[Recorded data]
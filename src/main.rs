use anyhow::Result;
use clap::{Parser, Subcommand};
use colored::Colorize;
use std::path::PathBuf;
use std::process::ExitCode;

use specflow::commands::discovery::ArtifactKind;
use specflow::commands::{common, dep, discovery, prioritize, repair, transition, unit};
use specflow::fs::Workspace;
use specflow::graph::RelationKind;
use specflow::models::{WorkStatus, WorkUnitType};
use specflow::prioritize::Placement;
use specflow::validation::{clap_prefix, clap_work_unit_id};

/// Environment variable holding the tracing filter.
const LOG_ENV: &str = "SPECFLOW_LOG";

#[derive(Parser)]
#[command(name = "specflow")]
#[command(about = "Work-unit workflow: states, relationships and priorities", long_about = None)]
#[command(version)]
struct Cli {
    /// Project root (defaults to the nearest directory containing spec/)
    #[arg(short = 'C', long, global = true)]
    dir: Option<PathBuf>,

    #[command(subcommand)]
    command: Commands,
}

#[derive(Subcommand)]
enum Commands {
    /// Create a work unit in the backlog
    Create {
        /// Id prefix, 2-6 uppercase letters (e.g. AUTH)
        #[arg(value_parser = clap_prefix)]
        prefix: String,

        title: String,

        /// story, bug or task
        #[arg(short = 't', long = "type", default_value = "story")]
        unit_type: WorkUnitType,

        #[arg(short, long)]
        description: Option<String>,

        /// Nest the new unit under this parent
        #[arg(short, long, value_parser = clap_work_unit_id)]
        parent: Option<String>,
    },

    /// Show a work unit
    Show {
        #[arg(value_parser = clap_work_unit_id)]
        id: String,

        /// Print the raw JSON record
        #[arg(long)]
        json: bool,
    },

    /// List work units by column in priority order
    List {
        #[arg(short, long)]
        status: Option<WorkStatus>,
    },

    /// Move a work unit to another status
    Status {
        #[arg(value_parser = clap_work_unit_id)]
        id: String,

        status: WorkStatus,

        /// Required when moving to blocked
        #[arg(short, long)]
        reason: Option<String>,
    },

    /// Manage relationships between work units
    Dep {
        #[command(subcommand)]
        command: DepCommands,
    },

    /// Set or clear a work unit's parent
    Parent {
        #[arg(value_parser = clap_work_unit_id)]
        id: String,

        #[arg(value_parser = clap_work_unit_id, required_unless_present = "clear")]
        parent: Option<String>,

        #[arg(long, conflicts_with = "parent")]
        clear: bool,
    },

    /// Reorder a work unit within its column
    Prioritize {
        #[arg(value_parser = clap_work_unit_id)]
        id: String,

        /// top, bottom, a position (0-based), before:ID or after:ID
        position: Placement,
    },

    /// Manage discovery questions
    Question {
        #[command(subcommand)]
        command: QuestionCommands,
    },

    /// Manage business rules
    Rule {
        #[command(subcommand)]
        command: EntryCommands,
    },

    /// Manage concrete examples
    Example {
        #[command(subcommand)]
        command: EntryCommands,
    },

    /// Link a feature file to a work unit
    Link {
        #[arg(value_parser = clap_work_unit_id)]
        id: String,

        /// Feature name, with or without the .feature extension
        feature: String,

        /// Unlink instead
        #[arg(long)]
        remove: bool,
    },

    /// Set a work unit's estimate in story points
    Estimate {
        #[arg(value_parser = clap_work_unit_id)]
        id: String,

        points: u32,
    },

    /// Delete a work unit that has no children
    Delete {
        #[arg(value_parser = clap_work_unit_id)]
        id: String,
    },

    /// Check the document for consistency problems
    Validate,

    /// Fix the consistency problems that are safe to fix automatically
    Repair,

    /// Unfinished units that block others, by impact
    Bottlenecks,

    /// Unfinished units with no hierarchy or relations
    Orphans,
}

#[derive(Subcommand)]
enum DepCommands {
    /// Add a relation: <from> <blocks|blockedBy|dependsOn|relatesTo> <to>
    Add {
        #[arg(value_parser = clap_work_unit_id)]
        from: String,
        kind: RelationKind,
        #[arg(value_parser = clap_work_unit_id)]
        to: String,
    },

    /// Remove a relation and its inverse
    Remove {
        #[arg(value_parser = clap_work_unit_id)]
        from: String,
        kind: RelationKind,
        #[arg(value_parser = clap_work_unit_id)]
        to: String,
    },

    /// Show every relation of a work unit
    Show {
        #[arg(value_parser = clap_work_unit_id)]
        id: String,
    },
}

#[derive(Subcommand)]
enum QuestionCommands {
    Add {
        #[arg(value_parser = clap_work_unit_id)]
        id: String,
        text: String,
    },

    Answer {
        #[arg(value_parser = clap_work_unit_id)]
        id: String,
        question: u32,
        answer: String,

        /// Also record the answer as a rule
        #[arg(long)]
        add_rule: bool,
    },

    Remove {
        #[arg(value_parser = clap_work_unit_id)]
        id: String,
        question: u32,
    },

    Restore {
        #[arg(value_parser = clap_work_unit_id)]
        id: String,
        question: u32,
    },
}

#[derive(Subcommand)]
enum EntryCommands {
    Add {
        #[arg(value_parser = clap_work_unit_id)]
        id: String,
        text: String,
    },

    Remove {
        #[arg(value_parser = clap_work_unit_id)]
        id: String,
        entry: u32,
    },

    Restore {
        #[arg(value_parser = clap_work_unit_id)]
        id: String,
        entry: u32,
    },
}

fn entry_command(workspace: &Workspace, kind: ArtifactKind, command: EntryCommands) -> Result<()> {
    match command {
        EntryCommands::Add { id, text } => discovery::add(workspace, kind, id, text),
        EntryCommands::Remove { id, entry } => discovery::remove(workspace, kind, id, entry),
        EntryCommands::Restore { id, entry } => discovery::restore(workspace, kind, id, entry),
    }
}

fn run(cli: Cli) -> Result<()> {
    let root = common::project_root(cli.dir)?;
    let workspace = Workspace::open(&root)?;
    tracing::debug!(document = %workspace.document_path().display(), "opened workspace");

    match cli.command {
        Commands::Create {
            prefix,
            title,
            unit_type,
            description,
            parent,
        } => unit::create(&workspace, prefix, title, unit_type, description, parent),
        Commands::Show { id, json } => unit::show(&workspace, id, json),
        Commands::List { status } => unit::list(&workspace, status),
        Commands::Status { id, status, reason } => {
            transition::execute(&workspace, id, status, reason)
        }
        Commands::Dep { command } => match command {
            DepCommands::Add { from, kind, to } => dep::add(&workspace, from, kind, to),
            DepCommands::Remove { from, kind, to } => dep::remove(&workspace, from, kind, to),
            DepCommands::Show { id } => dep::show(&workspace, id),
        },
        Commands::Parent { id, parent, clear } => {
            unit::parent(&workspace, id, if clear { None } else { parent })
        }
        Commands::Prioritize { id, position } => prioritize::execute(&workspace, id, position),
        Commands::Question { command } => match command {
            QuestionCommands::Add { id, text } => {
                discovery::add(&workspace, ArtifactKind::Question, id, text)
            }
            QuestionCommands::Answer {
                id,
                question,
                answer,
                add_rule,
            } => discovery::answer(&workspace, id, question, answer, add_rule),
            QuestionCommands::Remove { id, question } => {
                discovery::remove(&workspace, ArtifactKind::Question, id, question)
            }
            QuestionCommands::Restore { id, question } => {
                discovery::restore(&workspace, ArtifactKind::Question, id, question)
            }
        },
        Commands::Rule { command } => entry_command(&workspace, ArtifactKind::Rule, command),
        Commands::Example { command } => entry_command(&workspace, ArtifactKind::Example, command),
        Commands::Link {
            id,
            feature,
            remove,
        } => unit::link(&workspace, id, feature, remove),
        Commands::Estimate { id, points } => unit::estimate(&workspace, id, points),
        Commands::Delete { id } => unit::delete(&workspace, id),
        Commands::Validate => repair::validate(&workspace),
        Commands::Repair => repair::repair(&workspace),
        Commands::Bottlenecks => dep::bottlenecks(&workspace),
        Commands::Orphans => dep::orphans(&workspace),
    }
}

fn main() -> ExitCode {
    tracing_subscriber::fmt()
        .with_env_filter(
            tracing_subscriber::EnvFilter::try_from_env(LOG_ENV)
                .unwrap_or_else(|_| tracing_subscriber::EnvFilter::new("warn")),
        )
        .with_writer(std::io::stderr)
        .init();

    let cli = Cli::parse();

    match run(cli) {
        Ok(()) => ExitCode::SUCCESS,
        Err(err) => {
            // DataIntegrity errors carry their own hint to run `specflow repair`
            eprintln!("{} {err:#}", "✗".red().bold());
            ExitCode::FAILURE
        }
    }
}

### WHAT IS BEING ASKED
Beginning at the top of the entries above, output each line exactly, and end with the line in which "use specflow::prioritize::Placement;" appears.

### WRITTEN ANSWER
filename src/main.rs
use anyhow::Result;
use clap::{Parser, Subcommand};
use colored::Colorize;
use std::path::PathBuf;
use std::process::ExitCode;

use specflow::commands::discovery::ArtifactKind;
use specflow::commands::{common, dep, discovery, prioritize, repair, transition, unit};
use specflow::fs::Workspace;
use specflow::graph::RelationKind;
use specflow::models::{WorkStatus, WorkUnitType};
use specflow::prioritize::Placement;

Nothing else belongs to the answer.